Stefan Krebs: Gerade bei staatlichen Akteuren handelt es sich um professionelle Angreifer, denen die nötigen Ressourcen und Mittel zu Verfügung stehen, um ausgewählte Ziele mit Erfolg anzugreifen. Staatlich gesteuerte Cyberangriffe zielen in der Regel auf fremdes Know-how ab, das im Aufklärungsinteresse eines Staates steht. „Digitale“ Sabotageangriffe, vornehmlich im Bereich Kritischer Infrastrukturen, können die Sicherheit solcher Einrichtungen erheblich gefährden. Hauptakteure im Bereich nachrichtendienstlich gesteuerter Cyberangriffe sind unverändert die Staaten Russland, China und Iran. Wir beobachten jedoch, dass auch eine Vielzahl anderer Staaten, wie beispielsweise Nordkorea, ihre Cyberkapazitäten und -aktivitäten stetig und konsequent weiter ausbaut.

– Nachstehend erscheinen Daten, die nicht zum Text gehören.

//! The markup-language notation adapter.
//!
//! Markup input arrives as a node tree rooted at a row. Normalization
//! rewrites it into the generic [Expr] shape the postfix generator walks:
//! rows become bracket groups or adjacency sequences, parenthesis glyph
//! leaves are dropped (grouping is carried by the row structure, not the
//! glyphs), superscripts and fractions become synthetic sequences carrying
//! `^` and `/`, and the function-application marker becomes a dedicated
//! node.

use crate::diagnostics::{Diagnostic, ParseError};
use crate::grammar::Expr;

/// The invisible marker glyph the markup language inserts between a unary
/// operator name and its argument.
pub const APPLY_GLYPH: char = '\u{2061}';

/// The minus glyph the markup language renders for subtraction and
/// negation.
pub const MINUS_GLYPH: char = '\u{2212}';

/// A node of the markup notation tree, as delivered by the surrounding
/// application's document model.
#[derive(Clone, Debug, PartialEq)]
pub enum MarkupNode {
    /// A row grouping node.
    Row(Vec<MarkupNode>),
    /// A number leaf.
    Number(String),
    /// An identifier leaf.
    Identifier(String),
    /// An operator leaf, parenthesis glyphs and the application marker
    /// included.
    Operator(String),
    /// A subscripted base.
    Sub(Box<MarkupNode>, Box<MarkupNode>),
    /// A superscripted base.
    Sup(Box<MarkupNode>, Box<MarkupNode>),
    /// A fraction.
    Frac(Box<MarkupNode>, Box<MarkupNode>),
}

impl MarkupNode {
    /// Creates a row node.
    pub fn row(children: Vec<MarkupNode>) -> Self {
        MarkupNode::Row(children)
    }

    /// Creates a number leaf.
    pub fn number<S: Into<String>>(text: S) -> Self {
        MarkupNode::Number(text.into())
    }

    /// Creates an identifier leaf.
    pub fn identifier<S: Into<String>>(text: S) -> Self {
        MarkupNode::Identifier(text.into())
    }

    /// Creates an operator leaf.
    pub fn operator<S: Into<String>>(text: S) -> Self {
        MarkupNode::Operator(text.into())
    }

    /// Creates the function-application marker.
    pub fn apply() -> Self {
        MarkupNode::Operator(APPLY_GLYPH.to_string())
    }

    /// Creates a subscripted base.
    pub fn sub(base: MarkupNode, subscript: MarkupNode) -> Self {
        MarkupNode::Sub(Box::new(base), Box::new(subscript))
    }

    /// Creates a superscripted base.
    pub fn sup(base: MarkupNode, exponent: MarkupNode) -> Self {
        MarkupNode::Sup(Box::new(base), Box::new(exponent))
    }

    /// Creates a fraction.
    pub fn frac(numerator: MarkupNode, denominator: MarkupNode) -> Self {
        MarkupNode::Frac(Box::new(numerator), Box::new(denominator))
    }

    fn is_paren_glyph(&self) -> bool {
        matches!(self, MarkupNode::Operator(glyph) if glyph == "(" || glyph == ")")
    }
}

/// Normalizes a markup tree into the generic expression shape.
pub(crate) fn normalize(node: &MarkupNode) -> Result<Expr, Diagnostic> {
    match node {
        MarkupNode::Row(children) => normalize_row(children),
        MarkupNode::Number(text) | MarkupNode::Identifier(text) => Ok(Expr::literal(text.clone())),
        MarkupNode::Operator(glyph) if glyph == "\u{2061}" => Ok(Expr::Apply),
        MarkupNode::Operator(glyph) => Ok(Expr::operator(glyph.clone())),
        MarkupNode::Sub(base, subscript) => match base.as_ref() {
            MarkupNode::Identifier(name) => {
                let subscript = normalize(subscript)?;
                Ok(Expr::literal(format!("{}_{}", name, subscript)))
            }
            _ => Err(ParseError::IllegalSubscript.into()),
        },
        MarkupNode::Sup(base, exponent) => Ok(Expr::sequence(vec![
            normalize(base)?,
            Expr::operator("^"),
            normalize(exponent)?,
        ])),
        MarkupNode::Frac(numerator, denominator) => Ok(Expr::sequence(vec![
            normalize(numerator)?,
            Expr::operator("/"),
            normalize(denominator)?,
        ])),
    }
}

fn normalize_row(children: &[MarkupNode]) -> Result<Expr, Diagnostic> {
    let is_group = children.len() >= 2
        && matches!(children.first(), Some(MarkupNode::Operator(glyph)) if glyph == "(")
        && matches!(children.last(), Some(MarkupNode::Operator(glyph)) if glyph == ")");

    let inner: Vec<Expr> = children
        .iter()
        .filter(|child| !child.is_paren_glyph())
        .map(normalize)
        .collect::<Result<_, _>>()?;

    if is_group {
        let mut inner = inner;
        let middle = match inner.len() {
            0 => None,
            1 => inner.pop().map(Box::new),
            _ => Some(Box::new(Expr::sequence(inner))),
        };
        Ok(Expr::Bracket {
            left: "(".into(),
            middle,
            right: ")".into(),
        })
    } else {
        Ok(Expr::sequence(inner))
    }
}

#[cfg(test)]
mod tests {
    use super::*;

    #[test]
    fn paren_row_becomes_bracket_group() {
        let row = MarkupNode::row(vec![
            MarkupNode::operator("("),
            MarkupNode::identifier("x"),
            MarkupNode::operator(")"),
        ]);
        assert_eq!(normalize(&row).unwrap(), Expr::parens(Expr::literal("x")));
    }

    #[test]
    fn paren_glyphs_are_dropped_everywhere() {
        let row = MarkupNode::row(vec![
            MarkupNode::number("2"),
            MarkupNode::operator(")"),
            MarkupNode::identifier("x"),
        ]);
        assert_eq!(
            normalize(&row).unwrap(),
            Expr::sequence(vec![Expr::literal("2"), Expr::literal("x")])
        );
    }

    #[test]
    fn apply_marker_becomes_dedicated_node() {
        let row = MarkupNode::row(vec![
            MarkupNode::identifier("sin"),
            MarkupNode::apply(),
            MarkupNode::identifier("x"),
        ]);
        assert_eq!(
            normalize(&row).unwrap(),
            Expr::sequence(vec![Expr::literal("sin"), Expr::Apply, Expr::literal("x")])
        );
    }

    #[test]
    fn superscript_synthesizes_exponentiation() {
        let sup = MarkupNode::sup(MarkupNode::identifier("x"), MarkupNode::number("2"));
        assert_eq!(
            normalize(&sup).unwrap(),
            Expr::sequence(vec![
                Expr::literal("x"),
                Expr::operator("^"),
                Expr::literal("2"),
            ])
        );
    }

    #[test]
    fn fraction_synthesizes_division() {
        let frac = MarkupNode::frac(MarkupNode::number("1"), MarkupNode::identifier("x"));
        assert_eq!(
            normalize(&frac).unwrap(),
            Expr::sequence(vec![
                Expr::literal("1"),
                Expr::operator("/"),
                Expr::literal("x"),
            ])
        );
    }

    #[test]
    fn subscripted_identifier_fuses() {
        let sub = MarkupNode::sub(MarkupNode::identifier("x"), MarkupNode::number("1"));
        assert_eq!(normalize(&sub).unwrap(), Expr::literal("x_1"));
    }

    #[test]
    fn subscripted_number_is_illegal() {
        let sub = MarkupNode::sub(MarkupNode::number("2"), MarkupNode::number("1"));
        assert_eq!(
            normalize(&sub).unwrap_err().error,
            ParseError::IllegalSubscript
        );
    }
}
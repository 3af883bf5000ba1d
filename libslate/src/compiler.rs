//! The external compiler interface and the keyed artifact cache.
//!
//! The native compiler that turns instruction stacks into executable code
//! is an external collaborator; this module models its seam. Compiled
//! artifacts are keyed by the identity digest, so semantically identical
//! declarations reuse the cached artifact instead of recompiling.

use crate::parser::FunctionStack;

use log::{debug, trace};
use std::collections::HashMap;

/// A compiler that consumes an instruction stack and produces an opaque
/// executable artifact.
pub trait StackCompiler {
    /// The compiled artifact handle.
    type Artifact;
    /// The compiler's failure type.
    type Error;

    /// Compiles one function.
    fn compile(&mut self, function: &FunctionStack) -> Result<Self::Artifact, Self::Error>;
}

/// Compiled artifacts keyed by function identity.
pub struct ArtifactCache<A> {
    artifacts: HashMap<String, A>,
}

impl<A> ArtifactCache<A> {
    /// Creates an empty cache.
    pub fn new() -> Self {
        Self {
            artifacts: HashMap::new(),
        }
    }

    /// The number of cached artifacts.
    pub fn len(&self) -> usize {
        self.artifacts.len()
    }

    /// Whether the cache is empty.
    pub fn is_empty(&self) -> bool {
        self.artifacts.is_empty()
    }

    /// Whether an artifact is cached under `key`.
    pub fn contains(&self, key: &str) -> bool {
        self.artifacts.contains_key(key)
    }

    /// Fetches the artifact for `function`, compiling it on first sight.
    pub fn ensure<C>(&mut self, function: &FunctionStack, compiler: &mut C) -> Result<&A, C::Error>
    where
        C: StackCompiler<Artifact = A>,
    {
        let key = function.identity();
        if !self.artifacts.contains_key(&key) {
            debug!("compiling {} ({} instructions)", key, function.stack.len());
            let artifact = compiler.compile(function)?;
            self.artifacts.insert(key.clone(), artifact);
        } else {
            trace!("cache hit for {}", key);
        }
        Ok(&self.artifacts[&key])
    }
}

impl<A> Default for ArtifactCache<A> {
    fn default() -> Self {
        Self::new()
    }
}

#[cfg(test)]
mod tests {
    use super::*;
    use crate::parser::{parse_editor_line, FunctionKind};

    /// Counts invocations; "compiles" to the instruction count.
    struct CountingCompiler {
        invocations: usize,
    }

    impl StackCompiler for CountingCompiler {
        type Artifact = usize;
        type Error = ();

        fn compile(&mut self, function: &FunctionStack) -> Result<usize, ()> {
            self.invocations += 1;
            Ok(function.stack.len())
        }
    }

    #[test]
    fn identical_declarations_compile_once() {
        let mut cache = ArtifactCache::new();
        let mut compiler = CountingCompiler { invocations: 0 };

        let a = parse_editor_line("f(x)=2x", FunctionKind::RealToComplex).unwrap();
        let b = parse_editor_line("f(x)=2x", FunctionKind::RealToComplex).unwrap();

        assert_eq!(cache.ensure(&a, &mut compiler), Ok(&3));
        assert_eq!(cache.ensure(&b, &mut compiler), Ok(&3));
        assert_eq!(compiler.invocations, 1);
        assert_eq!(cache.len(), 1);
    }

    #[test]
    fn different_declarations_compile_separately() {
        let mut cache = ArtifactCache::new();
        let mut compiler = CountingCompiler { invocations: 0 };

        let a = parse_editor_line("f(x)=2x", FunctionKind::RealToComplex).unwrap();
        let b = parse_editor_line("f(x)=3x", FunctionKind::RealToComplex).unwrap();

        cache.ensure(&a, &mut compiler).unwrap();
        cache.ensure(&b, &mut compiler).unwrap();
        assert_eq!(compiler.invocations, 2);
        assert_eq!(cache.len(), 2);
        assert!(cache.contains(&a.identity()));
        assert!(cache.contains(&b.identity()));
    }
}
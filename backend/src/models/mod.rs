//! Domain models for the booking pipeline.
//!
//! Each stage consumes one record type and produces the next:
//!
//! - [`BookingRecord`] - typed, normalized source row
//! - [`DerivedRecord`] - plus `total_guests` and `stay_duration`
//! - [`KeyedRecord`] - plus the `booking_id` join key
//! - [`EnrichedRecord`] - plus the simulated `total_cost`
//!
//! Supporting enums: [`Month`] and [`HotelType`].

use serde::{Deserialize, Serialize};

// =============================================================================
// Month
// =============================================================================

/// Calendar month of arrival.
#[derive(Debug, Clone, Copy, Serialize, Deserialize, PartialEq, Eq, Hash)]
pub enum Month {
    January = 1,
    February = 2,
    March = 3,
    April = 4,
    May = 5,
    June = 6,
    July = 7,
    August = 8,
    September = 9,
    October = 10,
    November = 11,
    December = 12,
}

impl Month {
    /// All months in calendar order.
    pub const ALL: [Month; 12] = [
        Month::January,
        Month::February,
        Month::March,
        Month::April,
        Month::May,
        Month::June,
        Month::July,
        Month::August,
        Month::September,
        Month::October,
        Month::November,
        Month::December,
    ];

    /// Parse a full English month name. Case-sensitive: "July" matches, "july" does not.
    pub fn from_name(name: &str) -> Option<Self> {
        Self::ALL.into_iter().find(|m| m.name() == name)
    }

    /// Full English name.
    pub fn name(&self) -> &'static str {
        match self {
            Self::January => "January",
            Self::February => "February",
            Self::March => "March",
            Self::April => "April",
            Self::May => "May",
            Self::June => "June",
            Self::July => "July",
            Self::August => "August",
            Self::September => "September",
            Self::October => "October",
            Self::November => "November",
            Self::December => "December",
        }
    }

    /// Month number, 1-12.
    pub fn number(&self) -> u8 {
        *self as u8
    }
}

// =============================================================================
// Hotel Type
// =============================================================================

/// Hotel category as it appears in the source `hotel` column.
#[derive(Debug, Clone, Copy, Serialize, Deserialize, PartialEq, Eq)]
pub enum HotelType {
    Resort,
    City,
}

impl HotelType {
    /// Parse the source label ("Resort Hotel" / "City Hotel").
    pub fn from_label(label: &str) -> Option<Self> {
        match label {
            "Resort Hotel" => Some(Self::Resort),
            "City Hotel" => Some(Self::City),
            _ => None,
        }
    }

    /// Source label.
    pub fn label(&self) -> &'static str {
        match self {
            Self::Resort => "Resort Hotel",
            Self::City => "City Hotel",
        }
    }
}

// =============================================================================
// Booking Records
// =============================================================================

/// One reservation after normalization.
///
/// `hotel` keeps the raw label; it is checked against [`HotelType`] by the
/// cost model, which is the only stage that depends on the category.
#[derive(Debug, Clone, Serialize, Deserialize, PartialEq)]
pub struct BookingRecord {
    /// Zero-based position in the source table.
    pub ordinal: usize,
    pub hotel: String,
    pub is_canceled: bool,
    /// Days between booking and arrival.
    pub lead_time: u32,
    pub adults: u32,
    pub children: u32,
    pub babies: u32,
    pub stays_in_weekend_nights: u32,
    pub stays_in_week_nights: u32,
    pub arrival_date_year: i32,
    pub arrival_date_month: Month,
    pub arrival_date_day_of_month: u8,
}

/// A booking with guest and night totals.
#[derive(Debug, Clone, Serialize, Deserialize, PartialEq)]
pub struct DerivedRecord {
    pub booking: BookingRecord,
    pub total_guests: u32,
    pub stay_duration: u32,
}

/// A derived booking with its join key.
#[derive(Debug, Clone, Serialize, Deserialize, PartialEq)]
pub struct KeyedRecord {
    pub booking: BookingRecord,
    pub total_guests: u32,
    pub stay_duration: u32,
    /// SHA-256 digest, 64 lowercase hex characters.
    pub booking_id: String,
}

/// A fully enriched booking, ready for projection.
#[derive(Debug, Clone, Serialize, Deserialize, PartialEq)]
pub struct EnrichedRecord {
    pub booking: BookingRecord,
    pub total_guests: u32,
    pub stay_duration: u32,
    pub booking_id: String,
    /// Simulated cost in USD, rounded to cents.
    pub total_cost: f64,
}

impl EnrichedRecord {
    pub fn ordinal(&self) -> usize {
        self.booking.ordinal
    }
}

// =============================================================================
// Tests
// =============================================================================

#[cfg(test)]
mod tests {
    use super::*;

    #[test]
    fn test_month_from_name() {
        assert_eq!(Month::from_name("January"), Some(Month::January));
        assert_eq!(Month::from_name("July").map(|m| m.number()), Some(7));
        assert_eq!(Month::from_name("December").map(|m| m.number()), Some(12));
        assert_eq!(Month::from_name("july"), None);
        assert_eq!(Month::from_name("Smarch"), None);
        assert_eq!(Month::from_name(" July"), None);
    }

    #[test]
    fn test_month_numbers_are_calendar_order() {
        for (i, month) in Month::ALL.iter().enumerate() {
            assert_eq!(month.number() as usize, i + 1);
        }
    }

    #[test]
    fn test_hotel_type_from_label() {
        assert_eq!(HotelType::from_label("Resort Hotel"), Some(HotelType::Resort));
        assert_eq!(HotelType::from_label("City Hotel"), Some(HotelType::City));
        assert_eq!(HotelType::from_label("city hotel"), None);
        assert_eq!(HotelType::from_label("Motel"), None);
        assert_eq!(HotelType::City.label(), "City Hotel");
    }
}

Wenn nun Unternehmen oder auch Behörden in ihre IT investieren wollen - Nachwuchsmangel ist in allen Bereichen ein Thema. Wie können neue IT-Experten gewonnen werden?

Stefan Krebs: Gerade die Cybersicherheitsagentur Baden-Württemberg (CSBW) stellt sich als neue Landesoberbehörde zukunftsgewandt auf. Sie bietet ihren Mitarbeitern ein innovatives Umfeld, in dem diese den Aufbau der neuen Behörde aktiv mitgestalten können.